# Center Speaker Placement



## Guest (Aug 27, 2007)

Hi all,

I am in the middle of construction on my new house and have a decent room dedicated to HT. As I have been researching everything but the kitchen sink, I came across a reference to placing the center speaker behind the screen (96" Carada), aligning the tweeters with the left and right mains. Granted, I am a complete neophyte when it comes to HT audio, but does this make sense? Isn't the screen going to cause some problems? Is this a bad/good/best placement for the center? Thanks.


----------



## Tonto (Jun 30, 2007)

It depends on your screen. Some are not going to pass the audio (DIY polymers/painted screens, etc).
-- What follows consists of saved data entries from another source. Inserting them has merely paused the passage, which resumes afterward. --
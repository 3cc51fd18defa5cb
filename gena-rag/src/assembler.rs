//! Bounded context assembly from retrieval results.

use crate::document::SearchResult;

/// Default delimiter placed between retrieved chunks.
const DEFAULT_DELIMITER: &str = "\n\n";

/// Joins retrieved chunk texts into a single bounded context string.
///
/// Chunks are concatenated in result order (descending score) separated
/// by a fixed delimiter. The final included chunk is truncated at the
/// remaining character capacity; once capacity is exhausted, remaining
/// chunks are dropped whole. An empty result assembles to an empty
/// string, which the caller must treat as a distinct "no context"
/// generation path.
#[derive(Debug, Clone)]
pub struct ContextAssembler {
    max_context_chars: usize,
    delimiter: String,
}

impl ContextAssembler {
    /// Create an assembler with the given character budget.
    pub fn new(max_context_chars: usize) -> Self {
        Self { max_context_chars, delimiter: DEFAULT_DELIMITER.to_string() }
    }

    /// Override the delimiter placed between chunks.
    #[must_use]
    pub fn with_delimiter(mut self, delimiter: impl Into<String>) -> Self {
        self.delimiter = delimiter.into();
        self
    }

    /// Concatenate chunk texts in result order within the budget.
    pub fn assemble(&self, results: &[SearchResult]) -> String {
        let delimiter_chars = self.delimiter.chars().count();
        let mut out = String::new();
        let mut remaining = self.max_context_chars;

        for result in results {
            if !out.is_empty() {
                // The delimiter only earns its space if at least one more
                // character of chunk text fits after it.
                if remaining <= delimiter_chars {
                    break;
                }
                out.push_str(&self.delimiter);
                remaining -= delimiter_chars;
            }

            let text = &result.chunk.text;
            let take = text.chars().count().min(remaining);
            if take == 0 {
                break;
            }
            out.extend(text.chars().take(take));
            remaining -= take;

            if remaining == 0 {
                break;
            }
        }

        out
    }
}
If it does, you should have no problem.


----------



## Sonnie (Apr 11, 2006)

Hi Jerry and welcome to the Shack!

Is your screen perforated for audio? I would not place it behind a regular screen. I know there are several manufacturers that are making the audio transparent screens and they do a good job enabling you to place your center and/or all three front main speakers behind the screen.


----------



## Guest (Aug 27, 2007)

All in the planning stage at this point, nothing purchased yet. I figured that I needed to make some decisions while the framing was going on in order to have the stage correctly made. If the center channel goes behind the screen then the stage is framed one way, if over or under the screen then it is framed a different way. I can go any way I want at this point, I just am not sure what is best.


----------



## Sonnie (Apr 11, 2006)

I knew someone was just talking about this recently...


John Simpson said:


> Yes, this is the second best position it can be in, with the tweeter(s) flush with the surface of the screen. The *best* position is actually behind the screen, one third of the way up the height of the screen. If you intend on building a cavity for the centre channel, you should look into this, with an acoustically-transparent (AT) screen.


You might check in our screen forum for the proper audio screen to use. Those guys are on top of it. :T


----------